[RECORDS SHOWN — start]
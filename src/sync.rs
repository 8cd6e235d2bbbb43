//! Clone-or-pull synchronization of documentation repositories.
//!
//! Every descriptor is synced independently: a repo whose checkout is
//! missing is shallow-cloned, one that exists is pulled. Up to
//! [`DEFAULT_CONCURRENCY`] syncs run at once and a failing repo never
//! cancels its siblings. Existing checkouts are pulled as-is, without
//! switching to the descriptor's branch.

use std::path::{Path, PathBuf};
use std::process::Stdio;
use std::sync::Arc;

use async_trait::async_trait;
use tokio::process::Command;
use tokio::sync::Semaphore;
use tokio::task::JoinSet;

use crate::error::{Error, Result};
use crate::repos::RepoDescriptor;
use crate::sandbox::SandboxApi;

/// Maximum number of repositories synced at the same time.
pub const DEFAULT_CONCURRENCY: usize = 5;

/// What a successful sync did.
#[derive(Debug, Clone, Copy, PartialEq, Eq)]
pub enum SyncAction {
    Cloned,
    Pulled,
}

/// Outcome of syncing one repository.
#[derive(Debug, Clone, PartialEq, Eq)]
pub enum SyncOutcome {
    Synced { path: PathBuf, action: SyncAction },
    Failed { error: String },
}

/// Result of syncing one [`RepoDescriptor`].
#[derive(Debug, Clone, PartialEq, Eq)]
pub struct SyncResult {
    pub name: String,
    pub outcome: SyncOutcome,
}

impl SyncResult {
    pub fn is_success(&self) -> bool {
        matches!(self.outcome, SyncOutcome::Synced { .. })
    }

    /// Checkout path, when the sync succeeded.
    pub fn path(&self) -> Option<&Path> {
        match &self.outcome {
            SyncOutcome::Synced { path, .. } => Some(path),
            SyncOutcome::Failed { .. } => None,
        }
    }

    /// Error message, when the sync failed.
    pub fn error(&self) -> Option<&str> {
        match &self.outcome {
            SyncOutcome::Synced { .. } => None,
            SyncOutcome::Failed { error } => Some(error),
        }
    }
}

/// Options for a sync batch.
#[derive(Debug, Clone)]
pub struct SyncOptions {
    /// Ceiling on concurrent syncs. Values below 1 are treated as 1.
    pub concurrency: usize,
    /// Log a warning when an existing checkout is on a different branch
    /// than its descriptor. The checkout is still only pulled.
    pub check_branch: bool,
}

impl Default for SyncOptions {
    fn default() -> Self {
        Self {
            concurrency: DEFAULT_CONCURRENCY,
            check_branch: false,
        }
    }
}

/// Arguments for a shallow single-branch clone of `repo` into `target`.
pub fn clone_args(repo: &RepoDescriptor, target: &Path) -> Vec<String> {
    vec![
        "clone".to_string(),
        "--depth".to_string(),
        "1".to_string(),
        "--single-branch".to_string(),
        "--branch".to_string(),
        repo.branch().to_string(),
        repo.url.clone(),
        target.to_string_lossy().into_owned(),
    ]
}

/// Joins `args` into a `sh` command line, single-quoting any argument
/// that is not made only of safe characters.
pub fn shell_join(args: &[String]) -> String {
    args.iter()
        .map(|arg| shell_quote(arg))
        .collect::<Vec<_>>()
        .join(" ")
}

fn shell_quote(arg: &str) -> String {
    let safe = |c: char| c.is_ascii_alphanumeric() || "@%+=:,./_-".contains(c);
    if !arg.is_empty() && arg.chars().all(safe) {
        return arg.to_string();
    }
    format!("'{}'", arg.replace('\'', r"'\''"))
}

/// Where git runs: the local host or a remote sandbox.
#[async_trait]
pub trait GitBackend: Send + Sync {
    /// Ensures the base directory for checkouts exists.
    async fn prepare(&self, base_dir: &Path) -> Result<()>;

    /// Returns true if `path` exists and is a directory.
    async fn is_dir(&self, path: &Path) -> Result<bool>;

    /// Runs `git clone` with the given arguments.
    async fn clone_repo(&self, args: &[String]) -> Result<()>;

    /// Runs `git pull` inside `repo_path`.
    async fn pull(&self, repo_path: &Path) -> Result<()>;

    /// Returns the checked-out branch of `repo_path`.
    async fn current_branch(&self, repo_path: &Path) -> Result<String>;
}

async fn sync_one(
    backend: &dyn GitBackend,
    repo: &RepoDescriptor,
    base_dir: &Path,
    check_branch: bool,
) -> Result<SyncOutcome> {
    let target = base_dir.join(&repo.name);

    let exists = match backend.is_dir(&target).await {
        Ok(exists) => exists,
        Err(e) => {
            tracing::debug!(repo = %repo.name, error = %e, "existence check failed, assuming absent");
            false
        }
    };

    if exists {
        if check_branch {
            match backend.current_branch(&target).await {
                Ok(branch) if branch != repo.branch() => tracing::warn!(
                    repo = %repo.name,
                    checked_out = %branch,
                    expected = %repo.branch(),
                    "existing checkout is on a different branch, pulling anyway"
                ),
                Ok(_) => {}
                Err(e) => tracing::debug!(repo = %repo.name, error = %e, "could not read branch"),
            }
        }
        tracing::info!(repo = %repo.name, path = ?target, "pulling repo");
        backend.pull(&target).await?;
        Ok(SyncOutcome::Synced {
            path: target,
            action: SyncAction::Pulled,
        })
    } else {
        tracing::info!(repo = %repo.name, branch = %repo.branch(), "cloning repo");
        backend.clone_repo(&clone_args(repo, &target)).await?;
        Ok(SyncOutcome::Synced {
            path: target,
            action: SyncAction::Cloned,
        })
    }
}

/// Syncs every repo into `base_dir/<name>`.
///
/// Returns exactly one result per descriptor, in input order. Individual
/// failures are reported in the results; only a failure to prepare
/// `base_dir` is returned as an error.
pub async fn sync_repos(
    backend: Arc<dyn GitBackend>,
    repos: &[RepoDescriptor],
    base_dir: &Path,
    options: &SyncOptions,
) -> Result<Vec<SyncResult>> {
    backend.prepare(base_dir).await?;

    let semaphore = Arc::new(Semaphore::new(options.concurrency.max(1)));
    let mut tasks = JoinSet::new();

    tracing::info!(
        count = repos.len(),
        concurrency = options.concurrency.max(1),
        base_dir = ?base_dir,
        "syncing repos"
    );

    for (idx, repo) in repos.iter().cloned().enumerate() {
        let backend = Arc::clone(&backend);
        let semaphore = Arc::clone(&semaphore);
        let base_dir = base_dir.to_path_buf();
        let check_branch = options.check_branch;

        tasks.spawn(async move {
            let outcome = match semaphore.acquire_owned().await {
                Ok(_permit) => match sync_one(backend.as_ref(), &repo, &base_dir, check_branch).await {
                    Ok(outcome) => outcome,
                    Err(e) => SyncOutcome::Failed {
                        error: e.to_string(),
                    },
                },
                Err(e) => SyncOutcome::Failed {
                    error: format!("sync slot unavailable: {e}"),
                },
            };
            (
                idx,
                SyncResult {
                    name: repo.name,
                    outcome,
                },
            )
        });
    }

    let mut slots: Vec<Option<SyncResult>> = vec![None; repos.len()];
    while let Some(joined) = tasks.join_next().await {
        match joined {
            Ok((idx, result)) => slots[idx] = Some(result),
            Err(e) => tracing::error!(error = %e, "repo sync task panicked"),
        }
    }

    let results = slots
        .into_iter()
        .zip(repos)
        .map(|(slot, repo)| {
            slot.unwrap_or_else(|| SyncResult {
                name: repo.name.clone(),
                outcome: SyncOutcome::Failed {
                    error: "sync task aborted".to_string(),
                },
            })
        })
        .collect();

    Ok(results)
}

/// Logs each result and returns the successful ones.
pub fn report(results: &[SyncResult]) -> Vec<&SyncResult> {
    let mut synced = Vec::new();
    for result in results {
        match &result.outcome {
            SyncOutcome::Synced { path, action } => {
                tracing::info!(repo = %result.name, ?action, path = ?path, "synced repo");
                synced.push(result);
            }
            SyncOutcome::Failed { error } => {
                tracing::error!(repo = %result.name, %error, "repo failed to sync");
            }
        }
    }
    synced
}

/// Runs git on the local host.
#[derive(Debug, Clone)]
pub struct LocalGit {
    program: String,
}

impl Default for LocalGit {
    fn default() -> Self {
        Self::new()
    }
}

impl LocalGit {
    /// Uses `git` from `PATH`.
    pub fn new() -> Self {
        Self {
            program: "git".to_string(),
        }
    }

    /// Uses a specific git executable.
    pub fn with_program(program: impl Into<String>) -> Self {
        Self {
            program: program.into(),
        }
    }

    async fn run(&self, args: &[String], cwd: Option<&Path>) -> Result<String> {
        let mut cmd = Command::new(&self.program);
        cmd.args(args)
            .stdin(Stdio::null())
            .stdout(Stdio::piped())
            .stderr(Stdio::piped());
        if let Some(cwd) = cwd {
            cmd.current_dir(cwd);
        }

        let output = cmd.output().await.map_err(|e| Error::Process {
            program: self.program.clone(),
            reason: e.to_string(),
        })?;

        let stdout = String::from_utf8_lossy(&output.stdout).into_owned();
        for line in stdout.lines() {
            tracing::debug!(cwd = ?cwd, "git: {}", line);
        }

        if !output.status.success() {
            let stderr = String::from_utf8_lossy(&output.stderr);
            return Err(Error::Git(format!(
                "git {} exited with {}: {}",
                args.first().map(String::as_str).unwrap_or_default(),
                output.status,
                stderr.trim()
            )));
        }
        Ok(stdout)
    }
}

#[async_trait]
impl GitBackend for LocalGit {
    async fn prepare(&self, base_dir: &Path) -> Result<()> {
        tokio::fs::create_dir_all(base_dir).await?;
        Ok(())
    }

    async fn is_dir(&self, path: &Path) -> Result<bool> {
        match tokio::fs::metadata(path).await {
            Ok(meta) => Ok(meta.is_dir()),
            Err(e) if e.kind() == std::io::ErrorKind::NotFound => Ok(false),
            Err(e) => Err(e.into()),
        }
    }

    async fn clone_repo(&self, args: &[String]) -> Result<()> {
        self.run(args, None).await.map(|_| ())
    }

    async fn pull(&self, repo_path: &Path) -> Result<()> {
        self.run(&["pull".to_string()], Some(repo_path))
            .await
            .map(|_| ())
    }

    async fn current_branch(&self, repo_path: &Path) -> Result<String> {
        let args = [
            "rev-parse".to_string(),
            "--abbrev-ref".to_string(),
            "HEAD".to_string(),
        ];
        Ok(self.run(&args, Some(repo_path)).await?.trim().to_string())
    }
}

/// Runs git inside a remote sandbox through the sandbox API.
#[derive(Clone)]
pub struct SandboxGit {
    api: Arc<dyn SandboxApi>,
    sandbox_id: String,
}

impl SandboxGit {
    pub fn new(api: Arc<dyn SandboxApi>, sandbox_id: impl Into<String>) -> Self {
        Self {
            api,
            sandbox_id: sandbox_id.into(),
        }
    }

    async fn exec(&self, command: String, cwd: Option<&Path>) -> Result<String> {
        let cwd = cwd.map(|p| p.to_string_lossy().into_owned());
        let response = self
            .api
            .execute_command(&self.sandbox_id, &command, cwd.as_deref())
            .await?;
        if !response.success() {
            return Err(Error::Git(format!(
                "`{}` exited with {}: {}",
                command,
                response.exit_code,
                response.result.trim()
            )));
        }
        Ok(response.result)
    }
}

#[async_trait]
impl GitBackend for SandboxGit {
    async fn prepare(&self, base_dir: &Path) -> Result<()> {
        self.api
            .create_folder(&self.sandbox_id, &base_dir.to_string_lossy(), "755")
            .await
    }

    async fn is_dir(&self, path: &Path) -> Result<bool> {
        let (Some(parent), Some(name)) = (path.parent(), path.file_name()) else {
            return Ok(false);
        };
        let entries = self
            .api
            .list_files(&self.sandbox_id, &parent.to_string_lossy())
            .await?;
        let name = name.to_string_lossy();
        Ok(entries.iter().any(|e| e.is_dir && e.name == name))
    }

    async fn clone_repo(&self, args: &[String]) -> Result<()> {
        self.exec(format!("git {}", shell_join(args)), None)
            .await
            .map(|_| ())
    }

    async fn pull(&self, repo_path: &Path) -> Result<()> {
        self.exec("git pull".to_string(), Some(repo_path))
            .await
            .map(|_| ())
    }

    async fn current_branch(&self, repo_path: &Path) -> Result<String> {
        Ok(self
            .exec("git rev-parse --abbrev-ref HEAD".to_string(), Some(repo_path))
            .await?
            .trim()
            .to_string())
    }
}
[RECORDS SHOWN — finish]
▶ [YOUR OBJECTIVE]
Return all lines from the entries that contain the string "joined".

▶ [ANSWER AREA]
    while let Some(joined) = tasks.join_next().await {
        match joined {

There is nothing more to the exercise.